FIRST PARAGRAPH(S)|Although the Supreme Court held in a 1983 decision, Marsh v. Chambers, that the traditional practice of prayers by legislative chaplains did not constitute an Establishment Clause violation, the decision left open whether such prayers could be "sectarian." That open question has been litigated in several recent cases, and a similar controversy has arisen over public prayers by military chaplains. The specific focus of most of these controversies has been whether legislative chaplains could include references to "Jesus" or "Allah" in their prayers. This Article places the controversies in a broader context of thinking about the Establishment Clause by distinguishing four rival conceptions of that Clause. Two of these positions, here called "Enlightenment separationism" and "Evangelical separationism," would prohibit legislative prayer altogether - a view ruled out by Marsh. The two other positions, called the "Religion of the Republic" and the "Pluralist Polity" approaches, follow Marsh in permitting the practice, but differ from each other over the nature of permissible prayers.
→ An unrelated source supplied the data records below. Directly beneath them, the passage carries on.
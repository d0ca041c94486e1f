//! Bookkeeping of what the coordinator installed on the device

use std::collections::BTreeMap;

use tracing::debug;

/// Object kinds in the order their datasets were loaded
///
/// Index `i` always matches the device's object-kind index `i`, and the
/// kind's tracker slot is `-i`.
#[derive(Debug, Default, Clone)]
pub struct TrackedKindRegistry {
    names: Vec<String>,
}

impl TrackedKindRegistry {
    pub fn new() -> Self {
        Self::default()
    }

    /// Tracker slot of the kind at `index`
    pub fn slot_for(index: usize) -> i32 {
        -(index as i32)
    }

    /// Slot the next loaded kind will occupy
    pub fn next_slot(&self) -> i32 {
        Self::slot_for(self.names.len())
    }

    /// Append a kind, returning its index
    pub fn push(&mut self, name: &str) -> usize {
        debug!(%name, "TrackedKindRegistry::push: called");
        self.names.push(name.to_string());
        self.names.len() - 1
    }

    /// Drop the most recently pushed kind if it is `name`
    pub fn pop_if(&mut self, name: &str) -> bool {
        debug!(%name, "TrackedKindRegistry::pop_if: called");
        if self.names.last().is_some_and(|last| last == name) {
            self.names.pop();
            true
        } else {
            false
        }
    }

    pub fn position(&self, name: &str) -> Option<usize> {
        self.names.iter().position(|n| n == name)
    }

    pub fn contains(&self, name: &str) -> bool {
        self.position(name).is_some()
    }

    pub fn names(&self) -> &[String] {
        &self.names
    }

    pub fn clear(&mut self) {
        debug!(count = self.names.len(), "TrackedKindRegistry::clear: called");
        self.names.clear();
    }
}

/// Gestures registered on the device, keyed by name
#[derive(Debug, Default, Clone)]
pub struct GestureTable {
    entries: BTreeMap<String, Vec<i32>>,
}

impl GestureTable {
    /// Insert or replace a gesture; returns true if the name was new
    pub fn upsert(&mut self, name: &str, keypoints: &[i32]) -> bool {
        debug!(%name, ?keypoints, "GestureTable::upsert: called");
        self.entries.insert(name.to_string(), keypoints.to_vec()).is_none()
    }

    pub fn names(&self) -> Vec<String> {
        self.entries.keys().cloned().collect()
    }

    pub fn entries(&self) -> Vec<(String, Vec<i32>)> {
        self.entries.iter().map(|(k, v)| (k.clone(), v.clone())).collect()
    }

    pub fn clear(&mut self) {
        self.entries.clear();
    }
}
//! Coordinator error types

use std::path::PathBuf;
use std::time::Duration;
use thiserror::Error;

use crate::device::DeviceError;

/// Errors surfaced by [`DeviceCoordinator`](super::DeviceCoordinator)
#[derive(Debug, Error)]
pub enum CoordinatorError {
    #[error("Capability {capability} is unavailable")]
    CapabilityUnavailable { capability: &'static str },

    #[error("Remote call {operation} failed: {source}")]
    RemoteCallFailed {
        operation: &'static str,
        #[source]
        source: DeviceError,
    },

    #[error("Failed to load dataset {path}: {reason}")]
    DatasetLoadError { path: PathBuf, reason: String },

    #[error("Remote call {operation} timed out after {timeout:?}")]
    RemoteCallTimeout { operation: &'static str, timeout: Duration },

    #[error("Coordinator has been unloaded")]
    CoordinatorUnloaded,

    #[error("Kind '{0}' is already tracked")]
    KindAlreadyTracked(String),
}

impl CoordinatorError {
    /// Remote call failure built from a device refusal
    pub fn refused(operation: &'static str, reason: impl Into<String>) -> Self {
        CoordinatorError::RemoteCallFailed {
            operation,
            source: DeviceError::rejected(reason),
        }
    }

    pub fn is_timeout(&self) -> bool {
        matches!(self, CoordinatorError::RemoteCallTimeout { .. })
    }

    pub fn is_unloaded(&self) -> bool {
        matches!(self, CoordinatorError::CoordinatorUnloaded)
    }
}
The former position would permit legislative prayer only in the forms of "ceremonial deism" or of "American civil religion", the latter permits legislative prayers of any kind, however "sectarian" or "denominational," provided that over time the prayers reflect a sufficient variety of religious voices and perspectives to dispel any appearance that the legislature is favoring any particular form of religious belief The Article argues that the "Pluralist Polity" position accords better with the tradition of religious liberty in this country by allowing the extraordinary vitality and diversity of the American religious scene to find fuller and freer expression...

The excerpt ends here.